There’s some really nasty stuff in there. It’s crucially important to remember that the economics of public chopice dictate that these kinds of programs are subject to quick capture by parties with long-term vested interest (health insurers). The mandatory minimum coverage terms that come associated with this plan will quickly become exhaustive lists of coverage. The number of “essential health benefits” will erode as quickly as “inessential health benefits” will fade from private coverage.
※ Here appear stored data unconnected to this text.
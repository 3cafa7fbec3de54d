use clap::Parser;
use engine::{Game, GameConfig, Session};
use std::io;
use tracing_subscriber::EnvFilter;

#[derive(Parser)]
#[command(name = "war")]
#[command(about = "Five-territory War game for the terminal")]
struct Cli {
    /// RNG seed for a replayable game (defaults to the clock)
    #[arg(long)]
    seed: Option<u64>,
    /// Do not wait for Enter after each action
    #[arg(long, default_value_t = false)]
    no_pause: bool,
}

fn init_logging() {
    // stderr keeps the game's stdout clean; RUST_LOG=engine=debug shows the dice.
    tracing_subscriber::fmt()
        .with_env_filter(
            EnvFilter::try_from_default_env().unwrap_or_else(|_| EnvFilter::new("warn")),
        )
        .with_writer(io::stderr)
        .init();
}

fn main() -> anyhow::Result<()> {
    let cli = Cli::parse();
    init_logging();

    let cfg = GameConfig {
        seed: cli.seed,
        pause: !cli.no_pause,
    };
    let game = Game::new(&cfg);

    let stdin = io::stdin();
    let stdout = io::stdout();
    let mut session = Session::new(game, stdin.lock(), stdout.lock()).with_pause(cfg.pause);
    let ending = session.run()?;
    tracing::info!(?ending, "game over");
    Ok(())
}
The net effect of these lists and requirements will be shortages and queues. This bears repeating because supporters will insist, despite all evidence to contrary, that some how, some way, by some miracle of hope, the laws of economics won’t apply to subsidized health care. But they will. And when you reduce the cost of a scarce good to zero (through subsidy) and constrain supply of that same good (through price controls and increased regulation) the result is a shortage of that good.

The most appalling on the list (it’s hard to pick) may be that plans will not be allowed to adjust rates for risky behavior.

Part of the reasoning behind that little bit of genius (just wait until the queue for liver transplants gets jumped by some congressman’s drug-addled, meth-freak of a nephew), is that I imagine the plan will rely on increased sin-taxes for financial support.

I eagerly await the chorus of denunciation from the Democrats in Congress who will surely decry the delegation of such enormous power to the Executive branch. Right? They were exorcised about the over-reaching Bush White House and will surely stand up to what amounts to granting the White House total control over a significant portion of the federal tax-rate, right?